Extrait de l'essai sophophilique (au à peu près) que l'on pourra trouver (si on le trouve) dans la machine :
74. Kriegspiel. Dans un demi-rêve de ces jours derniers, je donnais, un jour de ciel gris, dans un bureau en ville (New York ? Londres ?) des cours d’apprentissage accéléré du Kriegspiel. Le principe était simple : l’apprenti payait d’avance 1000 dollars ou livres (le nombre importait plus que la monnaie) et prenait autant de cours qu’il lui serait nécessaire à comprendre le jeu. Le client, dont je ne saurais dire s’il était le premier ou le énième d’une longue série, entra et posa sur le bureau (une surface absolument plane et de rien encombrée) les 1000 dollars ou livres que je rangeai aussitôt dans un tiroir, juste à côté de mon petit automatique. — Commençons, dis-je.

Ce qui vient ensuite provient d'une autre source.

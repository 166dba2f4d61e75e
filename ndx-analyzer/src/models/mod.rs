//! Data models for the analyzer service

pub mod analysis_request;
pub mod run;

pub use analysis_request::{AnalysisRequest, Credentials};
pub use run::{RunRecord, RunState, StateTransition};
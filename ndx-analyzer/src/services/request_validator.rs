//! Request validation
//!
//! Converts a raw JSON request body into an [`AnalysisRequest`]. Every problem
//! found is collected into one [`ValidationError`]; a request is either fully
//! accepted or rejected, never partially.

use crate::models::analysis_request::{
    AnalysisRequest, Credentials, DEFAULT_BATCH_SIZE, MAX_BATCH_SIZE, MAX_NAMES, MAX_NAME_CHARS,
    MIN_BATCH_SIZE,
};
use ndx_common::api::{AnalysisType, ProviderId};
use serde_json::{Map, Value};
use std::collections::BTreeMap;
use thiserror::Error;

const REQUEST_FIELDS: &[&str] = &[
    "names",
    "analysisTypes",
    "providers",
    "credentials",
    "apiKeys",
    "options",
];

const OPTION_FIELDS: &[&str] = &["batchSize"];

/// Aggregated request validation failure
#[derive(Debug, Clone, PartialEq, Eq, Error)]
#[error("Request validation failed: {}", errors.join("; "))]
pub struct ValidationError {
    pub errors: Vec<String>,
}

/// Validate and sanitize a raw request body
pub fn validate(raw: &Value) -> Result<AnalysisRequest, ValidationError> {
    let Some(body) = raw.as_object() else {
        return Err(ValidationError {
            errors: vec!["Request body must be a JSON object".to_string()],
        });
    };

    let mut errors = Vec::new();

    check_unknown_fields(body, REQUEST_FIELDS, "", &mut errors);

    let names = validate_names(body.get("names"), &mut errors);
    let analysis_types = validate_analysis_types(body.get("analysisTypes"), &mut errors);
    let providers = validate_providers(body.get("providers"), &analysis_types, &mut errors);
    let credentials = validate_credentials(body, &mut errors);
    let batch_size = validate_options(body.get("options"), &mut errors);

    if !errors.is_empty() {
        tracing::debug!(error_count = errors.len(), "Rejected analysis request");
        return Err(ValidationError { errors });
    }

    Ok(AnalysisRequest {
        names,
        analysis_types,
        providers,
        credentials,
        batch_size,
    })
}

fn check_unknown_fields(
    object: &Map<String, Value>,
    allowed: &[&str],
    prefix: &str,
    errors: &mut Vec<String>,
) {
    for key in object.keys() {
        if !allowed.contains(&key.as_str()) {
            errors.push(format!("Unknown field: {}{}", prefix, key));
        }
    }
}

fn validate_names(value: Option<&Value>, errors: &mut Vec<String>) -> Vec<String> {
    let Some(items) = value.and_then(Value::as_array) else {
        errors.push("Names array is required".to_string());
        return Vec::new();
    };

    let mut names = Vec::with_capacity(items.len().min(MAX_NAMES));
    for (index, item) in items.iter().enumerate() {
        let Some(name) = item.as_str() else {
            errors.push(format!("Invalid name at index {}: must be a string", index));
            continue;
        };

        let trimmed = name.trim();
        if trimmed.is_empty() {
            continue;
        }
        if trimmed.chars().count() > MAX_NAME_CHARS {
            errors.push(format!(
                "Name at index {} is too long (max {} characters)",
                index, MAX_NAME_CHARS
            ));
            continue;
        }
        names.push(trimmed.to_string());
    }

    if names.is_empty() {
        errors.push("No valid names provided".to_string());
    } else if names.len() > MAX_NAMES {
        errors.push(format!(
            "Maximum {} names allowed per request (got {})",
            MAX_NAMES,
            names.len()
        ));
    }

    names
}

fn validate_analysis_types(value: Option<&Value>, errors: &mut Vec<String>) -> Vec<AnalysisType> {
    let Some(items) = value.and_then(Value::as_array) else {
        errors.push("Analysis types array is required".to_string());
        return Vec::new();
    };

    if items.is_empty() {
        errors.push("At least one analysis type is required".to_string());
        return Vec::new();
    }

    let mut types = Vec::new();
    for item in items {
        match item.as_str().map(str::parse::<AnalysisType>) {
            Some(Ok(analysis_type)) => {
                if !types.contains(&analysis_type) {
                    types.push(analysis_type);
                }
            }
            Some(Err(message)) => errors.push(message),
            None => errors.push(format!("Invalid analysis type: {}", item)),
        }
    }
    types
}

fn validate_providers(
    value: Option<&Value>,
    analysis_types: &[AnalysisType],
    errors: &mut Vec<String>,
) -> BTreeMap<AnalysisType, ProviderId> {
    let Some(object) = value.and_then(Value::as_object) else {
        errors.push("Providers configuration is required".to_string());
        return BTreeMap::new();
    };

    let mut providers = BTreeMap::new();
    for (key, provider) in object {
        let analysis_type = match key.parse::<AnalysisType>() {
            Ok(analysis_type) => analysis_type,
            Err(_) => {
                errors.push(format!("Invalid analysis type in providers: {}", key));
                continue;
            }
        };
        match provider.as_str().map(str::parse::<ProviderId>) {
            Some(Ok(provider_id)) => {
                providers.insert(analysis_type, provider_id);
            }
            _ => errors.push(format!("Unknown provider for {}: {}", analysis_type, provider)),
        }
    }

    for analysis_type in analysis_types {
        if !object.contains_key(analysis_type.as_str()) {
            errors.push(format!("Provider not specified for {} analysis", analysis_type));
        }
    }

    providers
}

fn validate_credentials(body: &Map<String, Value>, errors: &mut Vec<String>) -> Credentials {
    let (field, value) = match (body.get("credentials"), body.get("apiKeys")) {
        (Some(_), Some(_)) => {
            errors.push("Use either credentials or apiKeys, not both".to_string());
            return Credentials::new();
        }
        (Some(value), None) => ("credentials", value),
        (None, Some(value)) => ("apiKeys", value),
        (None, None) => return Credentials::new(),
    };

    if value.is_null() {
        return Credentials::new();
    }
    let Some(object) = value.as_object() else {
        errors.push(format!("{} must be an object", field));
        return Credentials::new();
    };

    let mut credentials = Credentials::new();
    for (key, secret) in object {
        let provider = match key.parse::<ProviderId>() {
            Ok(provider) => provider,
            Err(message) => {
                errors.push(format!("{} in {}", message, field));
                continue;
            }
        };
        match secret {
            Value::String(secret) => credentials.insert(provider, secret.clone()),
            Value::Null => {}
            _ => errors.push(format!("Credential for {} must be a string", provider)),
        }
    }
    credentials
}

fn validate_options(value: Option<&Value>, errors: &mut Vec<String>) -> usize {
    let object = match value {
        None | Some(Value::Null) => return DEFAULT_BATCH_SIZE,
        Some(Value::Object(object)) => object,
        Some(_) => {
            errors.push("options must be an object".to_string());
            return DEFAULT_BATCH_SIZE;
        }
    };

    check_unknown_fields(object, OPTION_FIELDS, "options.", errors);

    match object.get("batchSize") {
        None | Some(Value::Null) => DEFAULT_BATCH_SIZE,
        Some(raw) => match integral_batch_size(raw) {
            Some(size) => size,
            None => {
                errors.push(format!(
                    "Batch size must be an integer between {} and {}",
                    MIN_BATCH_SIZE, MAX_BATCH_SIZE
                ));
                DEFAULT_BATCH_SIZE
            }
        },
    }
}

/// Whole JSON number within the batch bounds; `10` and `10.0` are equivalent
fn integral_batch_size(raw: &Value) -> Option<usize> {
    let size = match raw.as_u64() {
        Some(n) => usize::try_from(n).ok()?,
        None => {
            let f = raw.as_f64().filter(|f| f.fract() == 0.0)?;
            if f < MIN_BATCH_SIZE as f64 || f > MAX_BATCH_SIZE as f64 {
                return None;
            }
            f as usize
        }
    };
    (MIN_BATCH_SIZE..=MAX_BATCH_SIZE).contains(&size).then_some(size)
}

— Mais où est le Kriegspiel.
— Le quoi ?
— Eh bien, le plateau et les pièces.
— Mais quel plateau et quelles pièces et à qui tout cela serait-il nécessaire ?
— Mais à jouer au Kriegspiel. !
— À jouer ? Mais il n’a jamais été question de jouer !
Et je gardai pour moi quelque désobligeante remarque sur la redondance éventuelle qu’il y aurait à rappeler que spiel signifie jeu, mon client y étant manifestement sourd. Celui-ci s’énerva, réclama son argent, relut le contrat (soudain il y en eut un), y trouva stipulé qu’il ne saurait être là question de jeu sinon métaphysique (mot qui sembla redoubler sa colère), me traita de divers noms et pour finir, partit. Je crois que cet homme n’a pas perdu son argent. Ce qui est encore plus certain, me dis-je au réveil, c’est que je ne l’ai pas gagné.